Entre les voyages, la navigation, la curiosité scientifique, les combats et les blessures, la légende de Yersin semble parfaite. Ici, il n'est point question de colonies mais d'hommes. D'hommes à sauver, à former, à grandir. La sainte vie de Yersin c'est l'antithèse lumineuse des noirceurs conradienne, entre "Au coeur des ténèbres" ou "Un avant-poste du progrès".

 

"Célibatorium"

 

A bien regarder, il n'y manque rien. Sauf peut-être une femme, des femmes? Enfin d'autres femmes que la mère et la soeur. Des hommes, Yersin en rencontre. Souvent des comme lui, des orphelins ou des déracinés qui deviennent ses compagnons de route et, parfois, de "célibatorium". "J'ai trouvé ce terme dans sa correspondance et c'est la seule fois qu'il laisse passer quelque chose d'intime, sans s'appesantir. Ce n'est pas romanesque mais ça l'humanise" , confie l'auteur qui - comme son lecteur - se contentera à ce chapitre, de cette brève allusion toute pasteurienne d'hygiénisme.

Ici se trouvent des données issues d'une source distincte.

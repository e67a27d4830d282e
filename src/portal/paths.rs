//! Local names for portal elements.

use std::path::{Path, PathBuf};
use std::sync::LazyLock;

use regex::Regex;

use crate::html::compile_static_regex;

static INVALID_FILENAME_CHARS: LazyLock<Regex> =
    LazyLock::new(|| compile_static_regex(r"[^-\s\w.]"));

/// Replaces every character outside `[-\s\w.]` with an underscore.
///
/// A name made only of dots (`.`, `..`) becomes as many underscores, so no
/// generated component points at the current or parent directory.
#[must_use]
pub fn valid_filename(name: &str) -> String {
    if !name.is_empty() && name.chars().all(|c| c == '.') {
        return "_".repeat(name.len());
    }
    INVALID_FILENAME_CHARS.replace_all(name, "_").into_owned()
}

/// Location of a top-level element (material or videostore): `<year>/<name>`.
#[must_use]
pub fn root_location(year: u16, name: &str) -> PathBuf {
    PathBuf::from(year.to_string()).join(valid_filename(name))
}

/// Location of a child element under `parent`.
#[must_use]
pub fn child_location(parent: &Path, name: &str) -> PathBuf {
    parent.join(valid_filename(name))
}
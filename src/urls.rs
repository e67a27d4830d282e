//! Portal hosts and endpoint builders.
//!
//! All endpoints hang off three base URLs (identity provider, teaching portal,
//! e-learning host). Keeping them in one struct lets tests point the whole
//! crate at a single mock server.

use url::Url;

use crate::error::PortalError;

const IDP: &str = "https://idp.polito.it/";
const DIDATTICA: &str = "https://didattica.polito.it/";
const ELEARNING: &str = "https://elearning.polito.it/";

const PORTAL_PREFIX: &str = "pls/portal30/";
const LEGACY_VIDEO_PREFIX: &str = "gadgets/video/";

/// Path of the "your password is about to expire" interstitial.
pub const EXPIRING_PASSWORD_PATH: &str = "/Chpass/chpassservlet/main.htm";

/// Path of the identity provider page carrying the SAML relay form.
pub const SSO_FORM_PATH: &str = "/idp/profile/SAML2/Redirect/SSO";

/// Which half of the catalogue to list.
#[derive(Debug, Clone, Copy, PartialEq, Eq)]
pub enum CatalogKind {
    /// Teaching material (`t=M`).
    Material,
    /// Video lessons (`t=E`).
    Videostores,
}

impl CatalogKind {
    fn code(self) -> &'static str {
        match self {
            Self::Material => "M",
            Self::Videostores => "E",
        }
    }
}

/// Base URLs of the portal hosts.
#[derive(Debug, Clone, PartialEq, Eq)]
pub struct PortalUrls {
    /// Identity provider.
    pub idp: Url,
    /// Teaching portal.
    pub didattica: Url,
    /// E-learning host serving legacy video lessons.
    pub elearning: Url,
}

impl Default for PortalUrls {
    #[allow(clippy::expect_used)]
    fn default() -> Self {
        Self {
            idp: Url::parse(IDP).expect("static IdP URL is valid"),
            didattica: Url::parse(DIDATTICA).expect("static portal URL is valid"),
            elearning: Url::parse(ELEARNING).expect("static e-learning URL is valid"),
        }
    }
}

impl PortalUrls {
    /// Points every host at the same origin.
    #[must_use]
    pub fn single_origin(base: &Url) -> Self {
        let mut base = base.clone();
        if !base.path().ends_with('/') {
            let path = format!("{}/", base.path());
            base.set_path(&path);
        }
        Self {
            idp: base.clone(),
            didattica: base.clone(),
            elearning: base,
        }
    }

    /// Identity provider login page the portal redirects to when unauthenticated.
    #[must_use]
    pub fn login_page(&self) -> Url {
        join(&self.idp, "idp/x509mixed-login")
    }

    /// Credential POST endpoint.
    #[must_use]
    pub fn login(&self) -> Url {
        join(&self.idp, "idp/Authn/X509Mixed/UserPasswordLogin")
    }

    /// Student home page, used to prime the session after signin.
    #[must_use]
    pub fn home(&self) -> Url {
        self.portal("sviluppo.pagina_studente_2016.main", &[])
    }

    /// Catalogue of materials or videostores for an academic year.
    #[must_use]
    pub fn catalog(&self, year: u16, kind: CatalogKind) -> Url {
        self.portal(
            "sviluppo.materiale.elenco",
            &[("a", &year.to_string()), ("t", kind.code())],
        )
    }

    /// Assignments of a material.
    #[must_use]
    pub fn assignments(&self, mat: &str, year: &str, typ: &str) -> Url {
        self.portal(
            "sviluppo.materiale.incarichi",
            &[("mat", mat), ("aa", year), ("typ", typ)],
        )
    }

    /// Content of a folder.
    #[must_use]
    pub fn next_level(&self, inc: &str, nod: &str, doc: &str) -> Url {
        self.portal(
            "sviluppo.materiale.next_level",
            &[("inc", inc), ("nod", nod), ("doc", doc)],
        )
    }

    /// Download link of a document.
    #[must_use]
    pub fn document(&self, nod: &str) -> Url {
        self.portal("sviluppo.materiale.download", &[("nod", nod)])
    }

    /// Index page of a current videostore.
    #[must_use]
    pub fn videostore(&self, cor: &str) -> Url {
        self.portal("sviluppo.videolezioni.vis", &[("cor", cor)])
    }

    /// JSON endpoint returning the parameters of a legacy videostore.
    #[must_use]
    pub fn legacy_params(&self, inc: &str) -> Url {
        self.portal("sviluppo.materiale.json_dokeos_par", &[("inc", inc)])
    }

    /// Index page of a legacy videostore.
    #[must_use]
    pub fn legacy_videostore(&self, inc: &str, utente: &str, data: &str, token: &str) -> Url {
        let mut url = join(&self.elearning, "gadgets/video/template_video.php");
        url.query_pairs_mut()
            .append_pair("inc", inc)
            .append_pair("utente", utente)
            .append_pair("data", data)
            .append_pair("token", token);
        url
    }

    /// Resolves an href found on a portal page (relative to `pls/portal30/`).
    ///
    /// # Errors
    ///
    /// Returns [`PortalError::InvalidUrl`] when the href cannot be joined.
    pub fn portal_page(&self, href: &str) -> Result<Url, PortalError> {
        join_checked(&join(&self.didattica, PORTAL_PREFIX), href)
    }

    /// Resolves an href found on a legacy video page (relative to `gadgets/video/`).
    ///
    /// # Errors
    ///
    /// Returns [`PortalError::InvalidUrl`] when the href cannot be joined.
    pub fn legacy_page(&self, href: &str) -> Result<Url, PortalError> {
        join_checked(&join(&self.elearning, LEGACY_VIDEO_PREFIX), href)
    }

    /// Resolves an href against the portal root.
    ///
    /// # Errors
    ///
    /// Returns [`PortalError::InvalidUrl`] when the href cannot be joined.
    pub fn didattica_link(&self, href: &str) -> Result<Url, PortalError> {
        join_checked(&self.didattica, href)
    }

    fn portal(&self, procedure: &str, params: &[(&str, &str)]) -> Url {
        let mut url = join(&self.didattica, &format!("{PORTAL_PREFIX}{procedure}"));
        if !params.is_empty() {
            let mut pairs = url.query_pairs_mut();
            for (key, value) in params {
                pairs.append_pair(key, value);
            }
        }
        url
    }
}

/// Returns true when both URLs address the same resource, ignoring the query.
#[must_use]
pub fn same_endpoint(lhs: &Url, rhs: &Url) -> bool {
    lhs.scheme() == rhs.scheme()
        && lhs.host_str() == rhs.host_str()
        && lhs.port_or_known_default() == rhs.port_or_known_default()
        && lhs.path() == rhs.path()
}

// Joining a constant relative path onto a base that ends with '/' cannot fail;
// fall back to the base itself rather than panicking.
fn join(base: &Url, path: &str) -> Url {
    base.join(path).unwrap_or_else(|_| base.clone())
}

fn join_checked(base: &Url, href: &str) -> Result<Url, PortalError> {
    base.join(href.trim())
        .map_err(|_| PortalError::invalid_url(href.to_string()))
}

Patrick Deville écrit plume au clair et donne à son épopée ampleur et fluidité. On mord dans cette destinée et on dévore ce beau roman comme Yersin semble avoir croqué sa vie. Et quand on le referme, il nous reste un sentiment étrange.

Touche à tout de génie, celui que Patrick Deville perçoit comme un "héritier des Lumières" et que quelques vieux Vaudois surnomment encore "Yersin la peste" serait le dernier homme du XIX e . Un découvreur ultime, un ultime découvreur. En tout cas un homme à (re)découvrir.